» **What to do**
Print every record exactly.

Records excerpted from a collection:
····················

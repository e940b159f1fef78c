use chrono::{DateTime, Utc};
use daynight::{
    moon_phase, normalize_longitude, solar_declination, spherical_circle, sub_lunar_point,
    sub_solar_point, AngularRadius, GeographicPoint, MoonPhaseName, StandardMeridian,
};
use proptest::prelude::*;

/// Instants between 1950 and 2100.
fn any_instant() -> impl Strategy<Value = DateTime<Utc>> {
    (-631_152_000_i64..4_102_444_800_i64)
        .prop_filter_map("representable instant", |secs| DateTime::from_timestamp(secs, 0))
}

fn any_point() -> impl Strategy<Value = GeographicPoint> {
    (-90.0_f64..=90.0, -180.0_f64..=180.0).prop_map(|(lat, lng)| GeographicPoint::new(lat, lng))
}

proptest! {
    #[test]
    fn longitude_normalization_lands_in_range(lng in -1.0e6_f64..1.0e6) {
        let n = normalize_longitude(lng);
        prop_assert!(n > -180.0 && n <= 180.0, "{lng} -> {n}");
        prop_assert_eq!(normalize_longitude(n), n);
    }

    #[test]
    fn longitude_normalization_preserves_the_meridian(lng in -1.0e4_f64..1.0e4) {
        let n = normalize_longitude(lng);
        let turns = (lng - n) / 360.0;
        prop_assert!((turns - turns.round()).abs() < 1e-9);
    }

    #[test]
    fn declination_is_bounded_by_the_obliquity(t in any_instant()) {
        prop_assert!(solar_declination(t).value().abs() <= 23.45);
    }

    #[test]
    fn sub_points_are_valid_coordinates(t in any_instant()) {
        for p in [sub_solar_point(t), sub_lunar_point(t)] {
            prop_assert!((-90.0..=90.0).contains(&p.lat()));
            prop_assert!(p.lng() > -180.0 && p.lng() <= 180.0);
        }
        prop_assert!(sub_lunar_point(t).lat().abs() < 29.5);
    }

    #[test]
    fn moon_phase_stays_in_its_ranges(t in any_instant()) {
        let phase = moon_phase(t);
        prop_assert!((0.0..=1.0).contains(&phase.fraction));
        prop_assert!((0.0..1.0).contains(&phase.phase));
        prop_assert_eq!(phase.name(), MoonPhaseName::from_phase(phase.phase));
    }

    #[test]
    fn antipode_is_an_involution(p in any_point()) {
        let back = p.antipode().antipode();
        prop_assert!((back.lat() - p.lat()).abs() < 1e-12);
        prop_assert!(normalize_longitude(back.lng() - p.lng()).abs() < 1e-9);
    }

    #[test]
    fn circle_vertices_sit_at_the_radius(center in any_point(), r in 1.0_f64..179.0) {
        let ring = spherical_circle(center, AngularRadius::new(r).unwrap());
        prop_assert!(ring.is_closed());
        for v in ring.ring() {
            prop_assert!((center.distance_to(v) - r).abs() < 1e-5, "{v:?}");
        }
    }

    #[test]
    fn zone_meridian_is_within_half_a_zone(lng in -180.0_f64..=180.0) {
        let zone = StandardMeridian::containing(lng);
        let gap = normalize_longitude(lng - zone.longitude).abs();
        prop_assert!(gap <= 7.5 + 1e-9, "{lng} -> {}", zone.label);
    }
}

····················

» **Result**
repository e940b159f1fef78c
use chrono::{DateTime, Utc};
use daynight::{
    moon_phase, normalize_longitude, solar_declination, spherical_circle, sub_lunar_point,
    sub_solar_point, AngularRadius, GeographicPoint, MoonPhaseName, StandardMeridian,
};
use proptest::prelude::*;

/// Instants between 1950 and 2100.
fn any_instant() -> impl Strategy<Value = DateTime<Utc>> {
    (-631_152_000_i64..4_102_444_800_i64)
        .prop_filter_map("representable instant", |secs| DateTime::from_timestamp(secs, 0))
}

fn any_point() -> impl Strategy<Value = GeographicPoint> {
    (-90.0_f64..=90.0, -180.0_f64..=180.0).prop_map(|(lat, lng)| GeographicPoint::new(lat, lng))
}

proptest! {
    #[test]
    fn longitude_normalization_lands_in_range(lng in -1.0e6_f64..1.0e6) {
        let n = normalize_longitude(lng);
        prop_assert!(n > -180.0 && n <= 180.0, "{lng} -> {n}");
        prop_assert_eq!(normalize_longitude(n), n);
    }

    #[test]
    fn longitude_normalization_preserves_the_meridian(lng in -1.0e4_f64..1.0e4) {
        let n = normalize_longitude(lng);
        let turns = (lng - n) / 360.0;
        prop_assert!((turns - turns.round()).abs() < 1e-9);
    }

    #[test]
    fn declination_is_bounded_by_the_obliquity(t in any_instant()) {
        prop_assert!(solar_declination(t).value().abs() <= 23.45);
    }

    #[test]
    fn sub_points_are_valid_coordinates(t in any_instant()) {
        for p in [sub_solar_point(t), sub_lunar_point(t)] {
            prop_assert!((-90.0..=90.0).contains(&p.lat()));
            prop_assert!(p.lng() > -180.0 && p.lng() <= 180.0);
        }
        prop_assert!(sub_lunar_point(t).lat().abs() < 29.5);
    }

    #[test]
    fn moon_phase_stays_in_its_ranges(t in any_instant()) {
        let phase = moon_phase(t);
        prop_assert!((0.0..=1.0).contains(&phase.fraction));
        prop_assert!((0.0..1.0).contains(&phase.phase));
        prop_assert_eq!(phase.name(), MoonPhaseName::from_phase(phase.phase));
    }

    #[test]
    fn antipode_is_an_involution(p in any_point()) {
        let back = p.antipode().antipode();
        prop_assert!((back.lat() - p.lat()).abs() < 1e-12);
        prop_assert!(normalize_longitude(back.lng() - p.lng()).abs() < 1e-9);
    }

    #[test]
    fn circle_vertices_sit_at_the_radius(center in any_point(), r in 1.0_f64..179.0) {
        let ring = spherical_circle(center, AngularRadius::new(r).unwrap());
        prop_assert!(ring.is_closed());
        for v in ring.ring() {
            prop_assert!((center.distance_to(v) - r).abs() < 1e-5, "{v:?}");
        }
    }

    #[test]
    fn zone_meridian_is_within_half_a_zone(lng in -180.0_f64..=180.0) {
        let zone = StandardMeridian::containing(lng);
        let gap = normalize_longitude(lng - zone.longitude).abs();
        prop_assert!(gap <= 7.5 + 1e-9, "{lng} -> {}", zone.label);
    }
}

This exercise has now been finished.